Gli sguardi del mercato sono attratti dal risiko bancario che vede in campo i grandi gruppi. Eppure, a quanto leggo, è in atto un’altra partita che vede impegnate le realtà del credito di più ridotte dimensioni: banche popolari, casse di risparmio e altre sigle minori sono in azione per accrescere e consolidare le proprie posizioni. Certo per fare massa critica ma al contempo per strutturarsi al meglio allo scopo di conservare la fondamentale autonomia. Considerata l’importanza che queste banche hanno nei territori di riferimento è chiaro che il loro attivismo viene a impattare direttamente sull’economia reale e, in modo particolare, sulle piccole realtà imprenditoriali, anche quelle artigiane.
Va detto che negli anni scorsi una copiosa letteratura dava quasi per tramontato il fenomeno delle casse di risparmio, delle casse rurali e delle Bcc; veniva descritto un declino inesorabile a fronte delle ambizioni dei colossi del settore. Invece quella lettura è stata smentita dai fatti. Oggi le banche più piccole godono di una buona salute e di una patrimonializzazione non irrilevante.

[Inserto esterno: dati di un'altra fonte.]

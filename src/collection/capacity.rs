use super::Collection;
use crate::raw::RawCollection;

impl<V> Collection<V> {
    /// Creates an empty collection with room for at least `capacity` entries.
    ///
    /// # Examples
    ///
    /// ```
    /// use ordered_collection::Collection;
    ///
    /// let c: Collection<i32> = Collection::with_capacity(32);
    /// assert!(c.is_empty());
    /// assert!(c.capacity() >= 32);
    /// ```
    #[must_use]
    pub fn with_capacity(capacity: usize) -> Self {
        Collection::from_raw(RawCollection::with_capacity(capacity))
    }

    /// Returns how many entries the collection can hold without reallocating.
    #[must_use]
    pub fn capacity(&self) -> usize {
        self.raw.capacity()
    }

    /// Reserves room for at least `additional` more entries.
    pub fn reserve(&mut self, additional: usize) {
        self.raw.reserve(additional);
    }

    /// Shrinks the allocation as close to [`len`](Collection::len) as possible.
    pub fn shrink_to_fit(&mut self) {
        self.raw.shrink_to_fit();
    }

    /// Removes every entry. The next pushed value gets key `0` again.
    ///
    /// # Examples
    ///
    /// ```
    /// use ordered_collection::{Collection, Key};
    ///
    /// let mut c = Collection::make([1, 2, 3]);
    /// c.clear();
    /// c.push(9);
    /// assert_eq!(c.all(), [(Key::Int(0), 9)]);
    /// ```
    pub fn clear(&mut self) {
        self.raw.clear();
    }
}
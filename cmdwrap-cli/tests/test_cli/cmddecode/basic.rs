use crate::add_test;
use crate::common::{Fixture, MULTIBYTE_COMMAND};

// Base64 is the default encoding
add_test!(decodes_base64_by_default, async {
    let mut fixture = Fixture::new();

    let output = fixture
        .run_cargo("cmddecode", &["YmFzaCAtYyAiZWNobyBoaSI="])
        .await;
    assert!(output.status.success(), "{}", output.stderr);
    assert_eq!(output.line(), "bash -c \"echo hi\"");

    let output = fixture
        .run_cargo("cmddecode", &["ZWNobyBow6lsbG8g5LiW55WM"])
        .await;
    assert!(output.status.success(), "{}", output.stderr);
    assert_eq!(output.line(), MULTIBYTE_COMMAND);
});

// URL and double URL
add_test!(decodes_url_encodings, async {
    let mut fixture = Fixture::new();

    let output = fixture
        .run_cargo("cmddecode", &["-e", "url", "cmd%20%2Fc%20%22echo%20100%25%25%22"])
        .await;
    assert!(output.status.success(), "{}", output.stderr);
    assert_eq!(output.line(), "cmd /c \"echo 100%%\"");

    let output = fixture
        .run_cargo(
            "cmddecode",
            &["-e", "double_url", "bash%2520-c%2520%2522echo%2520hi%2522"],
        )
        .await;
    assert!(output.status.success(), "{}", output.stderr);
    assert_eq!(output.line(), "bash -c \"echo hi\"");
});

// Encoded text from stdin, surrounding newline ignored
add_test!(reads_stdin, async {
    let mut fixture = Fixture::new();

    let output = fixture
        .run_cargo_with_stdin("cmddecode", &[], "aWQ=\n")
        .await;
    assert!(output.status.success(), "{}", output.stderr);
    assert_eq!(output.line(), "id");
});

// The decoded command goes to the clipboard as is
add_test!(copies_decoded_text, async {
    const CLIP_FILE: &str = "clipboard.txt";

    let mut fixture = Fixture::new();
    let clipboard = fixture.capture_clipboard(CLIP_FILE);

    let output = fixture
        .run_cargo("cmddecode", &["-c", "--clipboard", &clipboard, "YmFzaCAtYyAiaWQi"])
        .await;
    assert!(output.status.success(), "{}", output.stderr);
    assert_eq!(output.stderr, "[ok] Copied to clipboard\n");
    assert_eq!(fixture.read_file(CLIP_FILE), "bash -c \"id\"");
});

// Malformed input fails with the program name and encoding
add_test!(rejects_malformed_input, async {
    let mut fixture = Fixture::new();

    let output = fixture.run_cargo("cmddecode", &["-e", "url", "%E4%B8"]).await;
    assert!(!output.status.success());
    assert!(output.stdout.is_empty());
    assert!(
        output.stderr.starts_with("cmddecode: URL decoding failed"),
        "{}",
        output.stderr
    );

    // Decodes to bytes that are not UTF-8
    let output = fixture.run_cargo("cmddecode", &["//4="]).await;
    assert!(!output.status.success());
    assert!(
        output.stderr.starts_with("cmddecode: Base64 decoding failed"),
        "{}",
        output.stderr
    );
});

Ecco perché, seppur con modalità più consona alla propria dimensione, alcuni soggetti si stanno muovendo per aggregare altre realtà, ritenute appetibili. Ora si tratta di capire i riflessi che tale protagonismo avrà sulle piccole imprese. Una certa preoccupazione è legittima. Il nuovo rapporto Confapi la dice lunga sulle difficoltà che permangono in materia di accesso al credito. Nel primo semestre di quest’anno il 66,5% delle pmi industriali italiane non ha bussato allo sportello per ottenere nuove risorse finanziare (percentuale in crescita del 7,8% rispetto all’anno precedente). Ciò attesta una marcata difficoltà nella richiesta di credito al punto tale da spingerle a neppure tentare il dialogo con la banca di riferimento per timore di un rifiuto. Dunque: bene il risiko virtuoso degli istituti territoriali (è il mercato, bellezza!), con il nota bene che va assolutamente recuperato il filo dell’l’interlocuzione necessaria con le pmi.